Entries taken from a collection:
+++++

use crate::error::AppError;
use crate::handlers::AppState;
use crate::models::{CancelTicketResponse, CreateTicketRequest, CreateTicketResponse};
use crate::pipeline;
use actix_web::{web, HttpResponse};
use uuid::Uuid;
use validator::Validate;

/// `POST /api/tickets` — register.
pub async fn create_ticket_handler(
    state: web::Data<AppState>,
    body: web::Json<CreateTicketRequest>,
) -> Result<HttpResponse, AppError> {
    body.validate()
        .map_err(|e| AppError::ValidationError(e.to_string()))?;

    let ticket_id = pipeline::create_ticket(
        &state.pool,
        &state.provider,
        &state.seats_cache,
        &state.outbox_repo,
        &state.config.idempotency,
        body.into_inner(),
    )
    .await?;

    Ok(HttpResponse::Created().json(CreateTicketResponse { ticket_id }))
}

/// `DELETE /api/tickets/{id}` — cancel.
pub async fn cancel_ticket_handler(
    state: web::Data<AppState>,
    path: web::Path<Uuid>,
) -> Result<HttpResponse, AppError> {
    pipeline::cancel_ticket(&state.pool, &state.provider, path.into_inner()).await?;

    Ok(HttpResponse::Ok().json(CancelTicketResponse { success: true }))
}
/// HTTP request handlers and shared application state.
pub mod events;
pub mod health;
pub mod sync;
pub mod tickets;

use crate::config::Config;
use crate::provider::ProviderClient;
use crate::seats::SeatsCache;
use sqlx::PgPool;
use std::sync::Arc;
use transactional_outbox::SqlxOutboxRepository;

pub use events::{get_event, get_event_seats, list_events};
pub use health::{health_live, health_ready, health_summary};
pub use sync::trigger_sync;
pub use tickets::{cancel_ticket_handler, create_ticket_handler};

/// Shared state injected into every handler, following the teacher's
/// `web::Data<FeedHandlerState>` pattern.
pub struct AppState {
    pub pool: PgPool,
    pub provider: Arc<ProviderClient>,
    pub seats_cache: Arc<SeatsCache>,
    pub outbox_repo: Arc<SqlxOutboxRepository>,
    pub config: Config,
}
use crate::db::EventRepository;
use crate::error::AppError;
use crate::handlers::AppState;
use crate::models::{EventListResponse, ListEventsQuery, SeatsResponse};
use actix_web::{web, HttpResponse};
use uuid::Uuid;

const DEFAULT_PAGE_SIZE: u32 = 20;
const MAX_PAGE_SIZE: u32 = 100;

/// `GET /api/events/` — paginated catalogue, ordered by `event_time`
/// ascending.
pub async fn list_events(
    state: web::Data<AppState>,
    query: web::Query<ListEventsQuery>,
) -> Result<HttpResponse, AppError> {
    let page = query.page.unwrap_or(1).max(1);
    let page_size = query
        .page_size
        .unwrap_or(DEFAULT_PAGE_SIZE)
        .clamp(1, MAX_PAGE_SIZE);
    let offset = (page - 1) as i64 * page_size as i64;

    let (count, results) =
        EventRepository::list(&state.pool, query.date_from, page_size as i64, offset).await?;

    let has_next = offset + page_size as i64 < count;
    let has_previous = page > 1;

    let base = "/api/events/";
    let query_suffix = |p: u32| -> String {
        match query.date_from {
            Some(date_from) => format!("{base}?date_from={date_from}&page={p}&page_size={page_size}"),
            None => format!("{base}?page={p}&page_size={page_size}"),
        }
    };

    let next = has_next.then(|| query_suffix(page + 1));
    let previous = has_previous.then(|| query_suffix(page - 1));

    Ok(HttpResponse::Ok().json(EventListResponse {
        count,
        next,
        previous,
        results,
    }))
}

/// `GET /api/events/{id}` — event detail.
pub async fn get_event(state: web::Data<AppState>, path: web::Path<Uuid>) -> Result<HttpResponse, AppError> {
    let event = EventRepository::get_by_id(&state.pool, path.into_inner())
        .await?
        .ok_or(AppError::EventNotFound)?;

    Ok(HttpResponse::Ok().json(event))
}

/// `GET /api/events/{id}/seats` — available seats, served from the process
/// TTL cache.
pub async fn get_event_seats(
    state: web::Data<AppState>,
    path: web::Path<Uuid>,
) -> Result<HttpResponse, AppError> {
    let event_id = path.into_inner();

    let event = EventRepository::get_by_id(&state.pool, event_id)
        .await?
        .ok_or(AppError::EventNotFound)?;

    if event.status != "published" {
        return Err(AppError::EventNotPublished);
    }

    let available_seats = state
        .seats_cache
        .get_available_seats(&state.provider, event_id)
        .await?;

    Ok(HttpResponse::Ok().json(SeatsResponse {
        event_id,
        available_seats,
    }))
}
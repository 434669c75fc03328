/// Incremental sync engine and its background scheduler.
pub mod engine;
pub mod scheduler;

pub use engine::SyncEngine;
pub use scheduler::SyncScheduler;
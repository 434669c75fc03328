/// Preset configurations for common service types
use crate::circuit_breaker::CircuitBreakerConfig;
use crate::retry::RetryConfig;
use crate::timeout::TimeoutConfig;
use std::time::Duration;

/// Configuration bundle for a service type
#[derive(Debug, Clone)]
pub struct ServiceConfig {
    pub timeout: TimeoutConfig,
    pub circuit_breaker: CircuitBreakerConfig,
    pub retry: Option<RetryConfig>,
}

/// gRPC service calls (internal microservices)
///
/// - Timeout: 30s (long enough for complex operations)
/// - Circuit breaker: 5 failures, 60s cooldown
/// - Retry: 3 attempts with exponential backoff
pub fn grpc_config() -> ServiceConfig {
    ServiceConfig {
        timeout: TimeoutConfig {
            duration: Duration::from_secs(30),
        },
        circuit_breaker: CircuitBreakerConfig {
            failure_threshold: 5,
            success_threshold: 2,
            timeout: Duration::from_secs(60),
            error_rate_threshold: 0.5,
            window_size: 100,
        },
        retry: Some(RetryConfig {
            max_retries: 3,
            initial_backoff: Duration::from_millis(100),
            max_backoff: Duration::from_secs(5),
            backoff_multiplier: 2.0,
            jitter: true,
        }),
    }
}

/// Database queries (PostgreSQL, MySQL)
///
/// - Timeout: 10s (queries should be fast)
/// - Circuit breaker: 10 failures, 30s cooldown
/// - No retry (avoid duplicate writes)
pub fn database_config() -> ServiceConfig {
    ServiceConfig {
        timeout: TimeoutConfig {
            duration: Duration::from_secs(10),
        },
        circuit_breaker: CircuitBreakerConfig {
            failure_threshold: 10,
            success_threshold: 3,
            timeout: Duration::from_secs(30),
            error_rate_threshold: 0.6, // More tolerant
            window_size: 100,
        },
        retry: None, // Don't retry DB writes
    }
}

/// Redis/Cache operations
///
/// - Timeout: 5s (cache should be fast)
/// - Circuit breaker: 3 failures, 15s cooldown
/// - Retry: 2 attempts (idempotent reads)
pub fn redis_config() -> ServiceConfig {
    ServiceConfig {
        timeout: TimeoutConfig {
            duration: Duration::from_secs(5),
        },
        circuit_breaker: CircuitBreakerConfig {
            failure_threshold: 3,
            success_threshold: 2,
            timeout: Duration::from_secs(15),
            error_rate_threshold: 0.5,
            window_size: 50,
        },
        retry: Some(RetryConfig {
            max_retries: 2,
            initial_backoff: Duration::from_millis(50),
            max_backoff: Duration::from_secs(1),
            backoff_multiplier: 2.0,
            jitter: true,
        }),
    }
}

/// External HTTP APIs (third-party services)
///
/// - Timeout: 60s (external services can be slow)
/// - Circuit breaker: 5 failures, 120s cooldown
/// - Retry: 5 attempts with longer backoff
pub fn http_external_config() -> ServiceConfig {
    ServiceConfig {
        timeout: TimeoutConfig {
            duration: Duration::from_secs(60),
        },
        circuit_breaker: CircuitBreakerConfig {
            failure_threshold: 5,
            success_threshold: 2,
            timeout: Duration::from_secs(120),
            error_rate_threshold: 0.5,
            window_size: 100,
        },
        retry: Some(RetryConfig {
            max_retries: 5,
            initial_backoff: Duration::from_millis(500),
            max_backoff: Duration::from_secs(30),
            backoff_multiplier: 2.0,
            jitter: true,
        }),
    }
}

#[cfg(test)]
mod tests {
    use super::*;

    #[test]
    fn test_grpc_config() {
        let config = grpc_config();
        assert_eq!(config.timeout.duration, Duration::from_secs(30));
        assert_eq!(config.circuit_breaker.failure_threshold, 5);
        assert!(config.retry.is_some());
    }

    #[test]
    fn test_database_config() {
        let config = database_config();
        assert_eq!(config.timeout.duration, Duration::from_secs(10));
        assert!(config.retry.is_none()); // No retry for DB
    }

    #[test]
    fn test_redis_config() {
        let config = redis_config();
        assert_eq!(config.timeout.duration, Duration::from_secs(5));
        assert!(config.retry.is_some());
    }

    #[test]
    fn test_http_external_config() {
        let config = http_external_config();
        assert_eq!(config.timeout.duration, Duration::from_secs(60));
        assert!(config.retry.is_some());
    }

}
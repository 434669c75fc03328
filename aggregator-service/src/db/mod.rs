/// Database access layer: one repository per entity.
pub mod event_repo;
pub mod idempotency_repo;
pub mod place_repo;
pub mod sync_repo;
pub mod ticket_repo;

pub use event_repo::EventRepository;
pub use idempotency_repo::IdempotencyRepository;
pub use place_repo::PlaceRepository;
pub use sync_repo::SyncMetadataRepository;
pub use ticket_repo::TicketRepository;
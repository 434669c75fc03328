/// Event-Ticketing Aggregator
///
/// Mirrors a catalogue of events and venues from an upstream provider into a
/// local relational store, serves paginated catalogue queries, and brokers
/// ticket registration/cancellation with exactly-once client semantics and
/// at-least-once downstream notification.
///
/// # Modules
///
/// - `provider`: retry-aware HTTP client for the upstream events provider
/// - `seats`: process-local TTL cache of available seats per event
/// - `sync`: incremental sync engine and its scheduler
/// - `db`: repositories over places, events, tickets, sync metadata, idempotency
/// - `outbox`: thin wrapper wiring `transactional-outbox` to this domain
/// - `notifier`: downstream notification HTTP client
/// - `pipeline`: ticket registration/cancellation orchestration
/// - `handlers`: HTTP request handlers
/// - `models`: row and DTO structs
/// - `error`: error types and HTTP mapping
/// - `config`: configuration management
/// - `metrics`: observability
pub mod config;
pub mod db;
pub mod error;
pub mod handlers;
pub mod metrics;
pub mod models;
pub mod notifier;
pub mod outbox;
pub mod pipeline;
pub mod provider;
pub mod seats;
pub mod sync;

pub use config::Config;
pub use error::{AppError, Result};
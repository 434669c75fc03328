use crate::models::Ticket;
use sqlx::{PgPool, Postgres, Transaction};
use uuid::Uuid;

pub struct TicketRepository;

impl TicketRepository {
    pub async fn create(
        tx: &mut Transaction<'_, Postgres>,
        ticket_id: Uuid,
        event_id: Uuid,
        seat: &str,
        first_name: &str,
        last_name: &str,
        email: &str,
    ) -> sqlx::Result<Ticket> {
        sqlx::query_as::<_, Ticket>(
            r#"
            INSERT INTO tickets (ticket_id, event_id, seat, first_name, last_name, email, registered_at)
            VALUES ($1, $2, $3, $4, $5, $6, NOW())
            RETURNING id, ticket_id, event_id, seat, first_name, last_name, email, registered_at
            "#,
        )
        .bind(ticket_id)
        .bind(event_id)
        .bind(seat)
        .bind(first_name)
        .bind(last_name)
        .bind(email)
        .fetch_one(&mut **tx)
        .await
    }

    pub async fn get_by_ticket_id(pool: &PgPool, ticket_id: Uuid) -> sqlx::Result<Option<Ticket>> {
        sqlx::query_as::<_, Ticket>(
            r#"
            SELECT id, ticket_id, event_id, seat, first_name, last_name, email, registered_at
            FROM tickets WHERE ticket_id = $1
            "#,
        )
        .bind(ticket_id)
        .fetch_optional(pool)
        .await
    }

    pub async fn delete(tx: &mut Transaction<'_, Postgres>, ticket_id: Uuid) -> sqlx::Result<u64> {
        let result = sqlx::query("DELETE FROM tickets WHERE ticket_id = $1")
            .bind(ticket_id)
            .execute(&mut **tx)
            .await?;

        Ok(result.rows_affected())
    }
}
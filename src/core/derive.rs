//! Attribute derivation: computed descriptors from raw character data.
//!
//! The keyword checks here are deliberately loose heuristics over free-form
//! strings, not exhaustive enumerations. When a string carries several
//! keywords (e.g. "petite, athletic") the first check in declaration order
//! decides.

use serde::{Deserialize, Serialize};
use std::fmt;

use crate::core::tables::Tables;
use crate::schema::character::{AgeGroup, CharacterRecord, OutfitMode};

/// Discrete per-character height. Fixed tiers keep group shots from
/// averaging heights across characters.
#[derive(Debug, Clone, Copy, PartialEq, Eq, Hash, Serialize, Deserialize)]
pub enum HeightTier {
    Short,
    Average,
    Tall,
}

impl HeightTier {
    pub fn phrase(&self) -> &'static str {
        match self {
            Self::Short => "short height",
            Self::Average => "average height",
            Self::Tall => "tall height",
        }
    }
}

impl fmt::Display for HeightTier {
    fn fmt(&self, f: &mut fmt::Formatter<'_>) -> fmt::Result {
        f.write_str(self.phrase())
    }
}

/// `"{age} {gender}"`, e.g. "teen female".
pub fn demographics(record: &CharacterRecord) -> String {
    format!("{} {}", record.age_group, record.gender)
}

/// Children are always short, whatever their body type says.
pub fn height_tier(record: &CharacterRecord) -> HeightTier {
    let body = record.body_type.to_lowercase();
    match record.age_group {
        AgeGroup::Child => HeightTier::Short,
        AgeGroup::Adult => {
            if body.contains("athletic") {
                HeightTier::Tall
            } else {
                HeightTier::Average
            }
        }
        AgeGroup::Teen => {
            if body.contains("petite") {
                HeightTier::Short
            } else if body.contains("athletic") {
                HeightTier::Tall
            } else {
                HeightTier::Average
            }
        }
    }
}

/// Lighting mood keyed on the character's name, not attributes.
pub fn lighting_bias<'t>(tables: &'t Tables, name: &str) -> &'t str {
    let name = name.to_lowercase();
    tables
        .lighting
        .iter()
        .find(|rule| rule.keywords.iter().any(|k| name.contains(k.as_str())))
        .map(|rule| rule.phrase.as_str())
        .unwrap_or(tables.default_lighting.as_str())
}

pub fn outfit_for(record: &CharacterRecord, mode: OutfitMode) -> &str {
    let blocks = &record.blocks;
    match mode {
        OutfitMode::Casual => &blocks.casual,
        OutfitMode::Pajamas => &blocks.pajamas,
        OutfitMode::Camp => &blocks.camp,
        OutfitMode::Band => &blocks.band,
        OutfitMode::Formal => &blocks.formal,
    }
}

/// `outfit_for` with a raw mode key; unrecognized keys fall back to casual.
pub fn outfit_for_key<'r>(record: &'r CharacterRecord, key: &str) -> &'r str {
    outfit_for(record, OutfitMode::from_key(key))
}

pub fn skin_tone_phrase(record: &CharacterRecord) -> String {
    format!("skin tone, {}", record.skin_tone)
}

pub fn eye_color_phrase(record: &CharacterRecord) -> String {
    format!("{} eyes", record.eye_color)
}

+++++

*Aim of the exercise*: Find the word "operations" in the entries, then copy out every line that has it.

*Expected output*:
/// - Timeout: 30s (long enough for complex operations)
/// Redis/Cache operations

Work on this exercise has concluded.